I have been reaching out to doctors, researchers and Institutes asking them for help to share with me any findings on OMA so that I could put it up on the website. I have been asking for individuals with OMA or parenting a child with OMA, who were willing to join my adventure and make this website real. I have been asking my husband to cook every day this past two weeks and watch our children more than the usual so I could focus on the website. I have been asking friends and family to buy jewelry from a dear friend, who kindly offered to donate a percentage of those sales to help me pay for website expenses and any other related projects. I have been asking God for his blessing and guidance every step of the way.
I asked and I received.
We needed to have a place, where to put all the important information about OMA, so that people would get the answers to the very basic questions that come to our minds when we first hear about this rare condition. We have that place today.

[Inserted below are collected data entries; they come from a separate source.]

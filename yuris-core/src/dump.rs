//! Human-readable listings of parsed containers.
//!
//! These mirror what the engine's own debug tooling prints and exist to
//! diff two compiled script sets (e.g. an original against a recompile of
//! the decompiler's output).

use std::io::{self, Write};

use crate::format::ystb::{Arg, ArgData, Ystb};
use crate::format::ysvr::InitValue;
use crate::format::{Yscd, Yscf, Yscm, Yser, Yslb, Ystl, Ysvr};
use crate::ins::fmt_ins_list;

fn fmt_arg(arg: &Arg) -> String {
    let head = format!(
        "id={} typ={:0>2x} aop={}({})",
        arg.id,
        arg.typ,
        arg.aop,
        arg.aop_str()
    );
    match &arg.data {
        ArgData::None => format!("{head} len={} off={}", arg.len, arg.off),
        ArgData::Text(s) => format!("{head}: {s}"),
        ArgData::Expr(list) => format!("{head}: {}", fmt_ins_list(list)),
    }
}

fn fmt_init(init: &InitValue) -> String {
    match init {
        InitValue::None => "None".to_string(),
        InitValue::Int(v) => v.to_string(),
        InitValue::Float(v) => format!("{v:?}"),
        InitValue::Expr(list) => fmt_ins_list(list),
    }
}

pub fn dump_yscm<W: Write>(w: &mut W, y: &Yscm) -> io::Result<()> {
    writeln!(w, "YSCM ver={} ncmd={}", y.ver, y.cmds.len())?;
    writeln!(w, "- COMMANDS -")?;
    for (i, c) in y.cmds.iter().enumerate() {
        writeln!(w, "[{i}]C:{}", c.name)?;
        for (j, a) in c.args.iter().enumerate() {
            writeln!(w, "\t[{i}][{j}]A:{} typ={} val={}", a.name, a.typ, a.chk)?;
        }
    }
    Ok(())
}

pub fn dump_yser<W: Write>(w: &mut W, y: &Yser) -> io::Result<()> {
    writeln!(w, "YSER ver={} nerr={}", y.ver, y.errs.len())?;
    for (i, e) in y.errs.iter().enumerate() {
        writeln!(w, "[{i}]E id={} msg={:?}", e.id, e.msg)?;
    }
    Ok(())
}

pub fn dump_yscf<W: Write>(w: &mut W, y: &Yscf) -> io::Result<()> {
    writeln!(w, "YSCF ver={} caption={:?}", y.ver, y.caption)?;
    writeln!(
        w,
        "screen={}x{} compile={} enable={} thread={} debug_mode={} sound={}",
        y.screen_width, y.screen_height, y.compile, y.enable, y.thread, y.debug_mode, y.sound
    )?;
    writeln!(
        w,
        "window_resize={} window_frame={} file_priority=dev:{},debug:{},release:{}",
        y.window_resize,
        y.window_frame,
        y.file_priority_dev,
        y.file_priority_debug,
        y.file_priority_release
    )?;
    writeln!(w, "image_slots={:?} sound_slots={:?}", y.image_type_slots, y.sound_type_slots)
}

pub fn dump_yslb<W: Write>(w: &mut W, y: &Yslb) -> io::Result<()> {
    writeln!(w, "YSLB ver={} nlbl={}", y.ver, y.lbls.len())?;
    for (i, l) in y.lbls.iter().enumerate() {
        writeln!(
            w,
            "[{i:3}] name={:<10} id={:0>8x} ip={} scr_idx={} if={} loop={}",
            l.name, l.id, l.ip, l.scr_idx, l.if_lvl, l.loop_lvl
        )?;
    }
    Ok(())
}

pub fn dump_ystl<W: Write>(w: &mut W, y: &Ystl) -> io::Result<()> {
    writeln!(w, "YSTL ver={} nscr={}", y.ver, y.scrs.len())?;
    for (i, s) in y.scrs.iter().enumerate() {
        writeln!(
            w,
            "[{i:>3}] idx={:<3} path={} time={} nvar={} nlbl={} ntext={}",
            s.idx, s.path, s.time, s.nvar, s.nlbl, s.ntext
        )?;
    }
    Ok(())
}

pub fn dump_ysvr<W: Write>(w: &mut W, y: &Ysvr, sys_only: bool) -> io::Result<()> {
    writeln!(w, "YSVR ver={} nvar={}", y.ver, y.vars.len())?;
    for (i, v) in y.vars.iter().enumerate() {
        if sys_only && !v.is_compiler_slot() {
            continue;
        }
        writeln!(
            w,
            "[{i}]: var_idx={} scope={} g_ext={} scr_idx={} dims={:?} init={}",
            v.var_idx,
            v.scope,
            v.g_ext,
            v.scr_idx,
            v.dim,
            fmt_init(&v.initv)
        )?;
    }
    Ok(())
}

pub fn dump_yscd<W: Write>(w: &mut W, y: &Yscd) -> io::Result<()> {
    writeln!(w, "YSCD ver={}", y.ver)?;
    writeln!(w, "- COMMANDS ncmd={} -", y.cmds.len())?;
    for (i, c) in y.cmds.iter().enumerate() {
        writeln!(w, "[{i}]C:{}", c.name)?;
        for (j, a) in c.args.iter().enumerate() {
            writeln!(
                w,
                "\t[{i}][{j:2}]A:{:10} unk={:?} typ={} val={}",
                a.name, a.unk2, a.typ, a.val
            )?;
        }
    }
    writeln!(w, "- VARS nvar={} -", y.vars.len())?;
    for (i, v) in y.vars.iter().enumerate() {
        writeln!(w, "[{i}]V:{} typ={}, dim={:?}", v.name, v.typ, v.dim)?;
    }
    writeln!(w, "- ERRS nerr={} -", y.errs.len())?;
    for (i, e) in y.errs.iter().enumerate() {
        writeln!(w, "[{i}]E id={} msg={:?}", e.id, e.msg)?;
    }
    writeln!(w, "- ESTR nestr={} -", y.estr.len())?;
    for (i, e) in y.estr.iter().enumerate() {
        writeln!(w, "[{i}]S {:?}", e)?;
    }
    Ok(())
}

/// Per-command disassembly listing, resolved against a command vocabulary
/// (`(name, parameter names)` per opcode, in vocabulary order).
pub fn dump_ystb<W: Write>(
    w: &mut W,
    y: &Ystb,
    vocab: &[(String, Vec<String>)],
) -> io::Result<()> {
    writeln!(w, "YSTB ver={} key={:0>8x} ncmd={}", y.ver, y.key, y.cmds.len())?;
    for (i, cmd) in y.cmds.iter().enumerate() {
        let unknown = (String::from("?"), Vec::new());
        let (name, arg_names) = vocab.get(cmd.code as usize).unwrap_or(&unknown);
        writeln!(w, "[{i}] off={} npar={} {}:{}", cmd.off, cmd.npar, cmd.code, name)?;
        match name.as_str() {
            "IF" | "ELSE" if cmd.args.len() == 3 => {
                writeln!(w, "-  cond: {}", fmt_arg(&cmd.args[0]))?;
                writeln!(w, "-  else: {}", fmt_arg(&cmd.args[1]))?;
                writeln!(w, "- ifend: {}", fmt_arg(&cmd.args[2]))?;
            }
            "LOOP" if cmd.args.len() == 2 => {
                writeln!(w, "- count: {}", fmt_arg(&cmd.args[0]))?;
                writeln!(w, "- break: {}", fmt_arg(&cmd.args[1]))?;
            }
            "WORD" => {
                if let Some(Arg { data: ArgData::Text(s), .. }) = cmd.args.first() {
                    writeln!(w, "# {s}")?;
                }
            }
            _ => {
                for (j, arg) in cmd.args.iter().enumerate() {
                    let aname = arg_names
                        .get(arg.id as usize)
                        .map(|n| format!("{n} "))
                        .unwrap_or_default();
                    writeln!(w, "- [{j}] {aname}{}", fmt_arg(arg))?;
                }
            }
        }
    }
    Ok(())
}

/// Vocabulary view of a YSCM for [`dump_ystb`].
pub fn yscm_vocab(y: &Yscm) -> Vec<(String, Vec<String>)> {
    y.cmds
        .iter()
        .map(|c| (c.name.clone(), c.args.iter().map(|a| a.name.clone()).collect()))
        .collect()
}

/// Vocabulary view of a YSCD for [`dump_ystb`].
pub fn yscd_vocab(y: &Yscd) -> Vec<(String, Vec<String>)> {
    y.cmds
        .iter()
        .map(|c| (c.name.clone(), c.args.iter().map(|a| a.name.clone()).collect()))
        .collect()
}

#[cfg(test)]
mod tests {
    use yuris_nls::Codec;

    use crate::format::ystb::tests::{build_v300, i8_payload};
    use crate::format::ystb::Ystb;
    use crate::format::yscm::tests::sample_yscm_bytes;
    use crate::format::Yscm;
    use crate::reader::Reader;

    use super::*;

    #[test]
    fn ystb_listing_shows_commands_and_args() {
        let c = Codec::default();
        let yscm_buf = sample_yscm_bytes(480, &[("WAIT", &["TIME"])]);
        let yscm = Yscm::parse(&mut Reader::new(&yscm_buf, c)).unwrap();
        let buf = build_v300(
            480,
            0,
            &[
                (5, 1, vec![(0, 0, i8_payload(30))]),
                (2, 2, vec![(0, 0, i8_payload(-1)), (1, 0, vec![])]),
            ],
        );
        let ystb = Ystb::parse(&buf, &yscm.known, 0, c).unwrap();
        let mut out = Vec::new();
        dump_ystb(&mut out, &ystb, &yscm_vocab(&yscm)).unwrap();
        let text = String::from_utf8(out).unwrap();
        assert!(text.contains("[0] off=0 npar=0 5:WAIT"), "{text}");
        assert!(text.contains("- [0] TIME id=0 typ=00 aop=0(=): [(i8:0x1e=30)]"), "{text}");
        assert!(text.contains("- count: id=0 typ=00 aop=0(=): [(i8:-0x1=-1)]"), "{text}");
    }
}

We needed a space, that served as an international network for all the people affected by OMA around the world to be able to connect with each other. From parent bloggers, to the great Facebook group, to adults living with OMA waiting for people to ask them questions. We have that space today.

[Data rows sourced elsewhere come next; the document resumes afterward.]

use std::fs;
use std::path::PathBuf;

use anyhow::{Context, Result};
use clap::Parser;

use yuris_core::format::{Ypf, YpfOverrides};
use yuris_nls::{Codec, Encoding};

/// Extract a YU-RIS YPF archive to a directory tree.
#[derive(Parser, Debug)]
#[command(version, about, long_about = None)]
struct Args {
    /// Archive to extract (e.g. YSbin.ypf).
    archive: PathBuf,

    /// Output directory.
    output: PathBuf,

    /// Character set of the entry names.
    #[arg(short, long, default_value = "cp932")]
    encoding: Encoding,
}

fn main() -> Result<()> {
    env_logger::init();
    let args = Args::parse();

    let bytes = fs::read(&args.archive)
        .with_context(|| format!("read {}", args.archive.display()))?;
    let ypf = Ypf::parse(&bytes, Codec::new(args.encoding), YpfOverrides::default())
        .with_context(|| format!("parse {}", args.archive.display()))?;
    log::info!("archive version {}, {} entries", ypf.ver, ypf.files.len());

    for (name, data) in &ypf.files {
        let rel = name.replace('\\', "/");
        let out_path = args.output.join(&rel);
        if let Some(parent) = out_path.parent() {
            fs::create_dir_all(parent)?;
        }
        println!("{rel}");
        fs::write(&out_path, data).with_context(|| format!("write {}", out_path.display()))?;
    }
    Ok(())
}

We needed a page, where people could find gathered all the studies and reports done about OMA, that until now have been scattered all over the web. We have that page today.

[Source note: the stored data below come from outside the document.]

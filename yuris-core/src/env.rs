//! The cross-file symbol environment.
//!
//! Reconciles three variable namespaces into one dense name table indexed
//! by `var_idx`: compiler definitions (YSCD), global/scoped records (YSVR)
//! and on-site local declarations met while emitting bytecode. Also owns
//! the command vocabulary, the version-selected type-qualifier table, the
//! label index and the synthesized global-declarations text.

use std::collections::{BTreeMap, HashMap, HashSet};

use itertools::Itertools;
use log::debug;

use crate::error::{Error, Result};
use crate::expr::{self, Expr};
use crate::format::{Yscd, Yscm, Yslb, Ysvr};
use crate::format::ysvr::InitValue;
use crate::ins::{Ins, Opcode};
use crate::USER_VAR_MIN;

pub(crate) const SCOPE_CHAR: [&str; 4] = ["", "g", "s", "f"];
pub(crate) const G_EXT_CHAR: [&str; 4] = ["", "", "2", "3"];
pub(crate) const TYP_DEF_CMD: [&str; 4] = ["", "INT", "FLT", "STR"];
pub(crate) const TYP_NAME: [&str; 4] = ["", "Int", "Flt", "Str"];
/// Sigil of a variable's declared type: numeric types use `@`, strings `$`.
pub(crate) const TYP_CHAR: [&str; 4] = ["", "@", "@", "$"];

/// Source sigil for a type-qualifier byte.
///
/// 0x23 changed meaning across the 300 boundary: the legacy
/// string-of-numeric form `$@` became address-of-string `&$`, and `&@`
/// appeared.
fn qualifier_sigil(v2xx: bool, tyq: u8) -> Option<&'static str> {
    match tyq {
        0x24 => Some("$"),
        0x40 => Some("@"),
        0x23 => Some(if v2xx { "$@" } else { "&$" }),
        0x60 if !v2xx => Some("&@"),
        _ => None,
    }
}

/// Local declarations only ever use the two plain sigils.
fn plain_sigil(tyq: u8) -> Option<&'static str> {
    match tyq {
        0x24 => Some("$"),
        0x40 => Some("@"),
        _ => None,
    }
}

pub struct YEnv {
    ver: u32,
    v2xx: bool,
    to_new_tostr: bool,
    /// Dense name table indexed by `var_idx`; `None` slots are
    /// unallocated compiler variables and not-yet-declared locals.
    vars: Vec<Option<String>>,
    cmds: Vec<(String, Vec<String>)>,
    labels: HashMap<u16, BTreeMap<u32, Vec<String>>>,
    globals_text: Option<String>,
    /// Variables whose YSVR initializer is an empty expression list; their
    /// re-declarations must not grow an `=` tail.
    empty_init: HashSet<u16>,
}

impl YEnv {
    pub fn new(
        yscd: Option<&Yscd>,
        ysvr: &Ysvr,
        yslb: &Yslb,
        yscm: &Yscm,
        to_new_tostr: bool,
    ) -> Result<YEnv> {
        let ver = ysvr.ver;
        if ver != yslb.ver {
            return Err(Error::layout(format!(
                "version mismatch: ysvr={ver}, yslb={}",
                yslb.ver
            )));
        }

        let mut size = ysvr
            .vars
            .iter()
            .map(|v| v.var_idx as usize + 1)
            .max()
            .unwrap_or(0);
        if let Some(yscd) = yscd {
            size = size.max(yscd.vars.len());
        }
        let mut vars: Vec<Option<String>> = vec![None; size];

        let cmds: Vec<(String, Vec<String>)> = yscm
            .cmds
            .iter()
            .map(|c| (c.name.clone(), c.args.iter().map(|a| a.name.clone()).collect()))
            .collect();

        if let Some(yscd) = yscd {
            for (i, v) in yscd.vars.iter().enumerate() {
                vars[i] = Some(format!("{}{}", TYP_CHAR[v.typ as usize], v.name));
            }
            for v in ysvr.vars.iter().filter(|v| v.is_compiler_slot()) {
                let i = v.var_idx as usize;
                let in_ysvr = v.typ != 0;
                let in_yscd = i < yscd.vars.len();
                if in_ysvr != in_yscd {
                    return Err(Error::VocabularyMismatch(format!(
                        "#{i}: in_ysvr={in_ysvr}, in_yscd={in_yscd}"
                    )));
                }
                if in_ysvr {
                    let dvar = &yscd.vars[i];
                    if v.typ != dvar.typ {
                        return Err(Error::VocabularyMismatch(format!(
                            "#{i}: ysvr.typ={} yscd({}).typ={}",
                            v.typ, dvar.name, dvar.typ
                        )));
                    }
                    if v.dim != dvar.dim {
                        return Err(Error::VocabularyMismatch(format!(
                            "#{i}: ysvr.dim={:?} yscd({}).dim={:?}",
                            v.dim, dvar.name, dvar.dim
                        )));
                    }
                }
            }
        } else {
            if ver != yscm.ver {
                return Err(Error::layout(format!(
                    "version mismatch: ysvr={ver}, yscm={}",
                    yscm.ver
                )));
            }
            // No compiler definition: synthesize placeholder names for the
            // slots the build allocated.
            for v in ysvr.vars.iter().filter(|v| v.is_compiler_slot() && v.typ != 0) {
                let i = v.var_idx as usize;
                vars[i] = Some(format!("{}_com{}", TYP_CHAR[v.typ as usize], i));
            }
        }

        let v2xx = ver < 300;
        let lbl_index_to_off = ver >= 300;
        // 290 is half-new: it already keeps globals in a standalone file.
        let emit_globals = ver == 290 || ver >= 300;

        for v in ysvr.vars.iter().filter(|v| !v.is_compiler_slot()) {
            let i = v.var_idx;
            vars[i as usize] = Some(format!(
                "{}{}{}{}{}",
                TYP_CHAR[v.typ as usize],
                SCOPE_CHAR[v.scope as usize],
                G_EXT_CHAR[v.g_ext as usize],
                TYP_NAME[v.typ as usize],
                i
            ));
        }

        let empty_init = ysvr
            .vars
            .iter()
            .filter(|v| v.initv.is_empty_expr())
            .map(|v| v.var_idx)
            .collect();

        let mut labels: HashMap<u16, BTreeMap<u32, Vec<String>>> = HashMap::new();
        for l in &yslb.lbls {
            // v300+ command records are 4 bytes wide, so a command index
            // converts to a stream offset by multiplying.
            let ip = if lbl_index_to_off { l.ip * 4 } else { l.ip };
            labels
                .entry(l.scr_idx)
                .or_default()
                .entry(ip)
                .or_default()
                .push(l.name.clone());
        }

        let mut env = YEnv {
            ver,
            v2xx,
            to_new_tostr,
            vars,
            cmds,
            labels,
            globals_text: None,
            empty_init,
        };
        if emit_globals {
            env.globals_text = Some(env.render_globals(ysvr)?);
        }
        Ok(env)
    }

    pub fn ver(&self) -> u32 {
        self.ver
    }

    pub fn command(&self, code: u8) -> Result<(&str, &[String])> {
        self.cmds
            .get(code as usize)
            .map(|(n, a)| (n.as_str(), a.as_slice()))
            .ok_or_else(|| Error::layout(format!("command opcode {code} outside vocabulary")))
    }

    /// Resolve a `var`/`arr`/`idxbeg` operand to its source spelling.
    ///
    /// The reference's qualifier must agree with the declared type sigil;
    /// pointer and legacy qualifiers re-prefix the name accordingly.
    pub fn var_name(&self, x: i64) -> Result<String> {
        let idx = (x >> 8) as usize;
        let tyq = (x & 0xff) as u8;
        let sigil = qualifier_sigil(self.v2xx, tyq).ok_or_else(|| {
            Error::layout(format!("unknown type qualifier {tyq:#04x} in reference {x:#x}"))
        })?;
        let name = self
            .vars
            .get(idx)
            .and_then(|n| n.as_deref())
            .ok_or_else(|| Error::layout(format!("reference to undefined variable #{idx}")))?;
        let declared = name.chars().next().unwrap_or('?');
        if sigil.chars().next_back() != Some(declared) {
            return Err(Error::TypeMismatch {
                name: name.to_string(),
                want: sigil.to_string(),
                have: declared.to_string(),
            });
        }
        Ok(if sigil.starts_with(declared) {
            name.to_string()
        } else {
            format!("{}{}", sigil, &name[1..])
        })
    }

    /// Introduce a local variable met in a declaration command.
    ///
    /// Each slot may be written at most once over the whole run.
    pub fn def_local(&mut self, x: i64, typ: u8) -> Result<String> {
        let idx = (x >> 8) as usize;
        let tyq = (x & 0xff) as u8;
        let tyqch = plain_sigil(tyq).ok_or_else(|| {
            Error::layout(format!("local declaration with qualifier {tyq:#04x}"))
        })?;
        let typch = TYP_CHAR[typ as usize];
        if self.vars.len() <= idx {
            self.vars.resize(idx + 1, None);
        }
        if let Some(name) = &self.vars[idx] {
            return Err(Error::RedefinedLocal { idx: idx as u32, name: name.clone() });
        }
        if tyqch != typch {
            return Err(Error::TypeMismatch {
                name: format!("#{idx}"),
                want: tyqch.to_string(),
                have: typch.to_string(),
            });
        }
        let name = format!("{}v{}{}", tyqch, TYP_NAME[typ as usize], idx);
        debug!("local #{idx} declared as {name}");
        self.vars[idx] = Some(name.clone());
        Ok(name)
    }

    /// Lift a postfix list and render it as argument text.
    pub fn dat_to_argstr(&self, list: &[Ins]) -> Result<String> {
        let tree = expr::lift(list, |x| self.var_name(x), self.to_new_tostr)?;
        let text = expr::tree_to_string(&tree)?;
        Ok(match tree {
            Expr::Binary { op: Opcode::BitAnd, .. } => format!("({text})"),
            _ => text,
        })
    }

    /// Per-script label map (`stream offset -> names`), to be drained by
    /// the emitter.
    pub fn script_labels(&self, scr_idx: u16) -> BTreeMap<u32, Vec<String>> {
        self.labels.get(&scr_idx).cloned().unwrap_or_default()
    }

    pub(crate) fn has_empty_initializer(&self, var_idx: u16) -> bool {
        self.empty_init.contains(&var_idx)
    }

    pub fn globals_text(&self) -> Option<&str> {
        self.globals_text.as_deref()
    }

    pub fn take_globals(&mut self) -> Option<String> {
        self.globals_text.take()
    }

    /// Declaration lines for every user-declared global, in YSVR order.
    fn render_globals(&self, ysvr: &Ysvr) -> Result<String> {
        let mut lines = Vec::new();
        for v in &ysvr.vars {
            if v.is_compiler_slot() || v.scope != 1 {
                continue;
            }
            let cmd = format!("G_{}{}", TYP_DEF_CMD[v.typ as usize], G_EXT_CHAR[v.g_ext as usize]);
            let name = self.vars[v.var_idx as usize]
                .as_deref()
                .ok_or_else(|| Error::layout(format!("global #{} has no name", v.var_idx)))?;
            let dims = if v.dim.is_empty() {
                String::new()
            } else {
                format!("({})", v.dim.iter().join(","))
            };
            let val = match &v.initv {
                InitValue::Int(0) => String::new(),
                InitValue::Int(n) => format!("={n}"),
                InitValue::Float(x) if *x == 0.0 => String::new(),
                InitValue::Float(x) => format!("={x:?}"),
                InitValue::Expr(list) if list.is_empty() => String::new(),
                InitValue::Expr(list) => format!("={}", self.dat_to_argstr(list)?),
                InitValue::None => {
                    return Err(Error::layout(format!(
                        "global #{} without an initializer record",
                        v.var_idx
                    )))
                }
            };
            lines.push(format!("{cmd}[{name}{dims}{val}]"));
        }
        Ok(lines.join("\n"))
    }
}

We needed a source, where people could find tips that would help us know how to better raise our children with OMA. A place where adults with OMA would give us suggestions about practicing sports, going to college, getting a job, and even driving a car with such rare eye condition. We have this source today.
We needed a database, where people could find doctors who were familiar with OMA. Many people in many countries struggle finding a doctor who can give them a proper diagnosis, or answer basic question about this condition. We have that database today.
We needed a platform, where we could list all the medical community that are helping us with our cause, not only to thank them for their help but also to motivate other institutions, researchers, government, non profit and private organizations to join our cause. We have that platform today.
We needed a project, where the individuals who were eager to do something about OMA, were able to invest their time, passion and skills to actually do it. We needed to have their faces and their stories listed, so that other people that were ever interested in doing something about OMA, got inspired to take action as well. We have that project today.
We needed that and much more. And this is why OcularMotorApraxia.org exists today.
There is still a lot more work to do, not only to include all the information still missing on the website, but to tackle other projects that I'm sure will be born because of this platform we have created. It's great to see what we can accomplish, when we combine the people, and the efforts, and the time, and the skills, and the knowledge, and the mental attitude, and the faith. It's great to see what we can accomplish, when we have a major purpose driven by emotions and motives so strong and so meaningful to us. I did it because of my son, for my son, and for all the children, the parents and the adults with OMA who share the same journey my family does. I know those who have joined me have done it for the exact same reasons, too.
"...We still imagine, daydream, and visualize our desires and many of those imaginings become real..."
Indeed they do.
What do you imagine? What do you daydream? What do you visualize?
Which of these desires are you making real?